• [REQUIREMENT]: Determine how many lines in the data below contain "Some" and write only that number.

• [DATASET]:
//! Integration tests for joins: navigation through to-many attributes and
//! independent root sources from the source provider.

mod common;

use common::{executor, items, provider, supplier};
use querystream::prelude::*;

#[test]
fn test_join_collection_attribute() {
    let executor = executor();
    let stream = provider()
        .stream_all(&executor, "Item")
        .filter(Lambda::new(|i: Sym| i.get("name").eq("Widgets")))
        .join(Lambda::new(|i: Sym| i.get("suppliers").stream()));
    assert_eq!(
        stream.query_text().unwrap(),
        "SELECT A, B FROM Item A, A.suppliers B WHERE A.name = 'Widgets'"
    );
}

#[test]
fn test_join_through_association_chain() {
    let executor = executor();
    let stream = provider()
        .stream_all(&executor, "Lineorder")
        .filter(Lambda::new(|l: Sym| {
            l.get("sale").get("customer").get("name").eq("Alice")
        }))
        .join(Lambda::new(|l: Sym| l.get("item").get("suppliers").stream()));
    assert_eq!(
        stream.query_text().unwrap(),
        "SELECT A, B FROM Lineorder A, A.item.suppliers B WHERE A.sale.customer.name = 'Alice'"
    );
}

#[test]
fn test_join_independent_root() {
    let executor = executor();
    let stream = provider()
        .stream_all(&executor, "Item")
        .filter(Lambda::new(|i: Sym| i.get("name").eq("Widgets")))
        .join(Lambda::new2(|_i: Sym, source: Sym| source.stream_of("Item")))
        .filter(Lambda::new(|p: Sym| {
            p.first()
                .get("purchaseprice")
                .lt(p.second().get("purchaseprice"))
        }));
    assert_eq!(
        stream.query_text().unwrap(),
        "SELECT A, B FROM Item A, Item B WHERE A.name = 'Widgets' AND (A.purchaseprice < (B.purchaseprice))"
    );
}

#[test]
fn test_join_yields_pairs() {
    let executor = executor();
    let stream = provider()
        .stream_all(&executor, "Item")
        .filter(Lambda::new(|i: Sym| i.get("name").eq("Widgets")))
        .join(Lambda::new(|i: Sym| i.get("suppliers").stream()))
        .select(Lambda::new(|p: Sym| p.second().get("name")));
    let text = stream.query_text().unwrap();
    assert_eq!(
        text,
        "SELECT B.name FROM Item A, A.suppliers B WHERE A.name = 'Widgets'"
    );

    executor.respond_values(
        text,
        vec![Value::from("HW Supplier"), Value::from("Conglomerate")],
    );
    let suppliers: Vec<String> = stream.collect_as().unwrap();
    assert_eq!(suppliers, vec!["HW Supplier", "Conglomerate"]);
}

#[test]
fn test_join_rows_assemble_into_pairs() {
    let executor = executor();
    let stream = provider()
        .stream_all(&executor, "Item")
        .join(Lambda::new(|i: Sym| i.get("suppliers").stream()));
    let widgets = items().remove(0);
    executor.respond(
        stream.query_text().unwrap(),
        vec![vec![widgets.clone(), supplier("HW Supplier", "Canada")]],
    );
    assert_eq!(
        stream.to_list().unwrap(),
        vec![Value::pair(widgets, supplier("HW Supplier", "Canada"))]
    );
}

#[test]
fn test_join_on_scalar_attribute_is_unsupported() {
    let executor = executor();
    let stream = provider()
        .stream_all(&executor, "Item")
        .join(Lambda::new(|i: Sym| i.get("name")));
    assert!(matches!(
        stream.to_list(),
        Err(QueryError::Translation(TranslationError::UnsupportedConstruct {
            clause: Clause::Join,
            ..
        }))
    ));
}

#[test]
fn test_join_after_opaque_filter_runs_client_side() {
    let executor = executor();
    let stream = provider()
        .stream_all(&executor, "Item")
        .set_hint(EXCEPTION_ON_TRANSLATION_FAIL, false)
        .unwrap()
        .filter(Lambda::opaque(|i| {
            Ok(Value::Bool(
                i.attribute("name").and_then(Value::as_str) == Some("Screws"),
            ))
        }))
        .join(Lambda::new(|i: Sym| i.get("suppliers").stream()));
    assert_eq!(stream.query_text().unwrap(), "SELECT A FROM Item A");

    let pairs = stream.to_list().unwrap();
    assert_eq!(pairs.len(), 1);
    let pair = &pairs[0];
    assert_eq!(
        pair.element(0).and_then(|i| i.attribute("name")),
        Some(&Value::from("Screws"))
    );
    assert_eq!(pair.element(1), Some(&supplier("HW Supplier", "Canada")));
}

#[test]
fn test_two_argument_join_runs_client_side() {
    let executor = executor();
    let stream = provider()
        .stream_all(&executor, "Item")
        .set_hint(EXCEPTION_ON_TRANSLATION_FAIL, false)
        .unwrap()
        .limit(1)
        .join(Lambda::new2(|_i: Sym, source: Sym| source.stream_of("Item")));

    // The provider stream is loaded once, then paired with the first item.
    let pairs = stream.to_list().unwrap();
    assert_eq!(pairs.len(), 3);
    let windows: Vec<Window> = executor.fetches().iter().map(|f| f.window).collect();
    assert_eq!(
        windows,
        vec![Window { skip: 0, limit: Some(1) }, Window::default()]
    );
}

• [SOLUTION FOR THIS PROBLEM]: 4